Komentator politik lokal juga telah menjadi pakar kebijakan luar negeri dan ASEAN dalam sekejap! Begitu buruknya kondisi keilmuan kebijakan luar negeri di negara ini sehingga setiap Tom, Dick dan Harry berpikir bahwa merekalah yang mempunyai jawaban yang tepat dan memberikan solusi terhadap keruwetan yang ada saat ini, bahkan ketika mereka kurang memiliki apresiasi yang memadai terhadap kompleksitas sejarah dan kelembagaan ASEAN dan ASEAN. wilayah Asia Tenggara.

Selain kesulitan-kesulitan yang dihadapi Filipina dalam upaya memastikan bahwa Asean sadar akan isu ini, negara-negara anggota ASEAN juga harus memahami kenyataan yang semakin berkembang: permasalahan keamanan, baik yang bersifat tradisional (antarnegara) maupun non-pemerintah. tradisional, mempunyai dampak di luar wilayah negara bagian tertentu.

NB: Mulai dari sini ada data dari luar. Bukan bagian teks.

//! Creator hub connection server
//!
//! Serves the OAuth authorize/callback redirects and the connection
//! management API on top of in-memory stores.

use anyhow::{Context, Result};
use hub_connect_oauth2::{
    AuthorizationStateStore, ConnectConfig, ConnectionService, InMemoryAuthorizationStore,
    InMemoryConnectionStore, Platform,
};
use hub_connect_server::settings::LoggingSettings;
use hub_connect_server::{AppState, Settings, router};
use std::net::SocketAddr;
use std::sync::Arc;
use std::time::Duration;
use tracing::{debug, info, warn};
use tracing_subscriber::EnvFilter;

#[tokio::main]
async fn main() -> Result<()> {
    dotenvy::dotenv().ok();

    let settings = Settings::load().context("Failed to load configuration")?;
    init_tracing(&settings.logging)?;

    let config = settings.connect_config(ConnectConfig::from_env());
    for platform in Platform::ALL {
        if !config.has_credentials(platform) {
            warn!(%platform, "No client credentials configured");
        }
    }

    let pending = Arc::new(InMemoryAuthorizationStore::new());
    let service = ConnectionService::new(
        config,
        Arc::new(InMemoryConnectionStore::new()),
        pending.clone(),
    )
    .context("Failed to create connection service")?;

    spawn_state_cleanup(
        pending,
        Duration::from_secs(settings.oauth.state_cleanup_interval_seconds),
    );

    let app = router(AppState::new(service));

    let addr = SocketAddr::new(settings.server.host, settings.server.port);
    let listener = tokio::net::TcpListener::bind(addr)
        .await
        .with_context(|| format!("Failed to bind {}", addr))?;

    info!("Connection server listening on http://{}", addr);
    info!("Platform catalogue: http://{}/api/platforms", addr);
    info!("Health check: http://{}/health", addr);

    axum::serve(listener, app).await.context("Server error")?;

    Ok(())
}

fn init_tracing(logging: &LoggingSettings) -> Result<()> {
    let filter = EnvFilter::try_new(&logging.level).context("Invalid log filter")?;
    let builder = tracing_subscriber::fmt()
        .with_env_filter(filter)
        .with_target(logging.target)
        .with_level(true);

    match logging.format.to_lowercase().as_str() {
        "compact" => builder.compact().init(),
        "pretty" => builder.pretty().init(),
        _ => builder.init(),
    }
    Ok(())
}

/// Periodically drop pending authorizations whose callback never arrived.
fn spawn_state_cleanup(store: Arc<InMemoryAuthorizationStore>, every: Duration) {
    tokio::spawn(async move {
        let mut interval = tokio::time::interval(every);
        loop {
            interval.tick().await;
            match store.cleanup_expired().await {
                Ok(0) => {}
                Ok(removed) => debug!(removed, "Expired pending authorizations removed"),
                Err(err) => warn!("Pending authorization cleanup failed: {}", err),
            }
        }
    });
}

Potensi konflik bersenjata di Laut Cina Selatan akan berdampak tidak hanya pada kawasan ini, namun juga di seluruh dunia, karena akan mengganggu arus perdagangan yang padat yang melewati wilayah tersebut.

Suatu negara yang pada akhirnya dapat memenangkan perselisihan dengan menggunakan kekuatan militer juga dapat melemahkan tujuan kawasan dalam memperkuat norma-norma dan hukum internasional lainnya yang berupaya untuk meningkatkan ketertiban melalui kerangka hukum yang diterima.

Negara-negara anggota ASEAN, terutama ketuanya, harus memastikan bahwa isu-isu yang berdampak pada kawasan didiskusikan dan diperdebatkan secara terbuka sehingga negara-negara anggota dapat dipandu dalam memberikan sentralitas ASEAN pada isu-isu sensitif.

Oleh karena itu, sentralitas ASEAN harus benar-benar diperhatikan oleh semua negara anggota, karena sentralitas ini merupakan ekspresi kepentingan utama kawasan dalam urusan regional.

Menjadi bagian dari ASEAN harus menimbulkan kekhawatiran terhadap permasalahan sesama negara anggota seiring dengan berlanjutnya proses pembangunan komunitas lokal. Scarborough Shoal, serta seluruh Laut Filipina Barat, juga harus menjadi isu ASEAN karena merupakan jantung maritim Asia Tenggara. – Rappler.com

(Penulis adalah spesialis riset hubungan luar negeri di Foreign Service Institute of the Philippines. Pendapat yang dikemukakan dalam komentar ini adalah pendapat penulis sendiri dan tidak mencerminkan posisi FSI.)